### What is being asked
Take the listing below and print exactly the lines starting at the line containing "let (token, user) = state" and ending at the line containing "-> AppResult<(StatusCode, Json<UserInfo>)>", both ends included, and no others.

### Records for processing
*** Begin section ***

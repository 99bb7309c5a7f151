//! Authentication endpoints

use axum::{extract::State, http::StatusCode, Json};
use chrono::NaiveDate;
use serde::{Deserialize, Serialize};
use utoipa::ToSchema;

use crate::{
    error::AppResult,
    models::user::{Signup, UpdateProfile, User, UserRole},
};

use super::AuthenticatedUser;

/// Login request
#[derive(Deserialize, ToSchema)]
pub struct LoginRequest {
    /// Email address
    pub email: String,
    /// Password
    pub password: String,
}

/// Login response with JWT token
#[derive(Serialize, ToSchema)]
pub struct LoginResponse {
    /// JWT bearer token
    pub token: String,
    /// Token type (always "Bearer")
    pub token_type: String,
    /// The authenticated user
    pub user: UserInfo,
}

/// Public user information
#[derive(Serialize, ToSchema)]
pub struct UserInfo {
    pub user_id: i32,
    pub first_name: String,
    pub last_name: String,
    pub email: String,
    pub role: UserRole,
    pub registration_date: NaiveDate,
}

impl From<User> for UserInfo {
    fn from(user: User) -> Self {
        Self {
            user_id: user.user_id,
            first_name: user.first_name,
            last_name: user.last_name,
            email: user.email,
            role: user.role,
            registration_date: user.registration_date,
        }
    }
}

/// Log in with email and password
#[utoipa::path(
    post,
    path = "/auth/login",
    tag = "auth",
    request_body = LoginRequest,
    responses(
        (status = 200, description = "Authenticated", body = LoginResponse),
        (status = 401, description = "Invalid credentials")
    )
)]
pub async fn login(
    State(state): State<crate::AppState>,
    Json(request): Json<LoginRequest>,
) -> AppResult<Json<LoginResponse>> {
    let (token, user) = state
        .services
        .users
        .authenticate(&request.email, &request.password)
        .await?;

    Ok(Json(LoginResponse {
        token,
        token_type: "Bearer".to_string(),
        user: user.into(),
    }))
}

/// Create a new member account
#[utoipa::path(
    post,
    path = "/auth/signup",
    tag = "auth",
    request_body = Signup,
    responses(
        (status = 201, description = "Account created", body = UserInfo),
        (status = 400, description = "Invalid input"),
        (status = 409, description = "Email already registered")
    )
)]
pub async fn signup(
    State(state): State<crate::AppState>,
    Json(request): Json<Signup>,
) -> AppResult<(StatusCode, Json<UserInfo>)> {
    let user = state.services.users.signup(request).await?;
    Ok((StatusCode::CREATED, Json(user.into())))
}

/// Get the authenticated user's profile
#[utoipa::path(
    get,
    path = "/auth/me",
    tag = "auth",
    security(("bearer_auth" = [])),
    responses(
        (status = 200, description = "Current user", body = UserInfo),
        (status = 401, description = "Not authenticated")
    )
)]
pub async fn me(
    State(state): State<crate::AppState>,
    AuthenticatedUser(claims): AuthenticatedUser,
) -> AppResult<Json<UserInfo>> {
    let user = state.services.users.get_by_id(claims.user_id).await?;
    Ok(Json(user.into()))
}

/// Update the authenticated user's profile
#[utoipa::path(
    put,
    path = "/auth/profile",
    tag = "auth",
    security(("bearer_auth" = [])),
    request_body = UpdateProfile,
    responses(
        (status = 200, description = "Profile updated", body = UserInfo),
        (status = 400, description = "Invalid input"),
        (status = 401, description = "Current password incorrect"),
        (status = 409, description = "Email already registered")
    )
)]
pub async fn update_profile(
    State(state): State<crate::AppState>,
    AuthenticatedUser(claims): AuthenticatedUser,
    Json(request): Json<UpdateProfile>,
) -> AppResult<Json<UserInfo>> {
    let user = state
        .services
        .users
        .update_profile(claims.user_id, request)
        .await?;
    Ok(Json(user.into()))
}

*** End section ***
*** Begin section ***

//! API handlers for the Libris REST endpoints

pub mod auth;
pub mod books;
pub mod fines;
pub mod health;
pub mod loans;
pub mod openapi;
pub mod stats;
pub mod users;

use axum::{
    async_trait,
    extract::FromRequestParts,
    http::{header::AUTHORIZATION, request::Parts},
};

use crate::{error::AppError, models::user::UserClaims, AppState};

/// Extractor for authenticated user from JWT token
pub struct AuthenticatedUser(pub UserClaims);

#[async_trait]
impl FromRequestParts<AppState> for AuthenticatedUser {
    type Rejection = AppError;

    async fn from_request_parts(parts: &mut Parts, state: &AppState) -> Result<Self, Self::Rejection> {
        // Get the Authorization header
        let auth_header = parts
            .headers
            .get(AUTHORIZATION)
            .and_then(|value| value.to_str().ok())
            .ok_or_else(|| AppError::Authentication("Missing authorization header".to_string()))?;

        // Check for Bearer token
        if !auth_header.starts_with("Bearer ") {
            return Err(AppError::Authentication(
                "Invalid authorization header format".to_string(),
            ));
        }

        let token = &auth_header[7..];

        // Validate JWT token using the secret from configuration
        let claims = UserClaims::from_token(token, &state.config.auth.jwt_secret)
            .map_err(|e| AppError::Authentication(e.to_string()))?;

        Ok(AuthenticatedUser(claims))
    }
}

*** End section ***
*** Begin section ***

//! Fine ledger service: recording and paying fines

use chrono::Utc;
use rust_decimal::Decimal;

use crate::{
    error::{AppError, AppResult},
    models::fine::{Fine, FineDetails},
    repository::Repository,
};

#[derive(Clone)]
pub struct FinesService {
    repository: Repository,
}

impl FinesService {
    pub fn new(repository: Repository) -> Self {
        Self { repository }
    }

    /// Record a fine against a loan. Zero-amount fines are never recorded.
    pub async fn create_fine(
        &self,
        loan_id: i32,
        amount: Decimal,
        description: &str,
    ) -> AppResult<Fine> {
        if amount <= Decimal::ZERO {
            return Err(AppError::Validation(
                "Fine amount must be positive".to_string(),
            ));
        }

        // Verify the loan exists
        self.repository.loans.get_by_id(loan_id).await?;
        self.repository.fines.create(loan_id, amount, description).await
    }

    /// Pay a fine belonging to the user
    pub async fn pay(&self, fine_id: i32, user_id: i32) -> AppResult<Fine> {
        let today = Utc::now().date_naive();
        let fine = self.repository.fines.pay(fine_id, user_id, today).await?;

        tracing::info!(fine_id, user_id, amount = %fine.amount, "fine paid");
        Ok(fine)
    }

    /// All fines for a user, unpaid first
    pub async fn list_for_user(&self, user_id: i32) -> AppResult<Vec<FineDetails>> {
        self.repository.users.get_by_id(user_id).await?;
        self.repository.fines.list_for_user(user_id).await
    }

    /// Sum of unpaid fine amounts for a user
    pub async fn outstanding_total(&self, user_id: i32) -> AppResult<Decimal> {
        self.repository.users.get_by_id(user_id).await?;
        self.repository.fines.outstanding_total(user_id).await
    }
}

*** End section ***

### Solution
    let (token, user) = state
        .services
        .users
        .authenticate(&request.email, &request.password)
        .await?;

    Ok(Json(LoginResponse {
        token,
        token_type: "Bearer".to_string(),
        user: user.into(),
    }))
}

/// Create a new member account
#[utoipa::path(
    post,
    path = "/auth/signup",
    tag = "auth",
    request_body = Signup,
    responses(
        (status = 201, description = "Account created", body = UserInfo),
        (status = 400, description = "Invalid input"),
        (status = 409, description = "Email already registered")
    )
)]
pub async fn signup(
    State(state): State<crate::AppState>,
    Json(request): Json<Signup>,
) -> AppResult<(StatusCode, Json<UserInfo>)> {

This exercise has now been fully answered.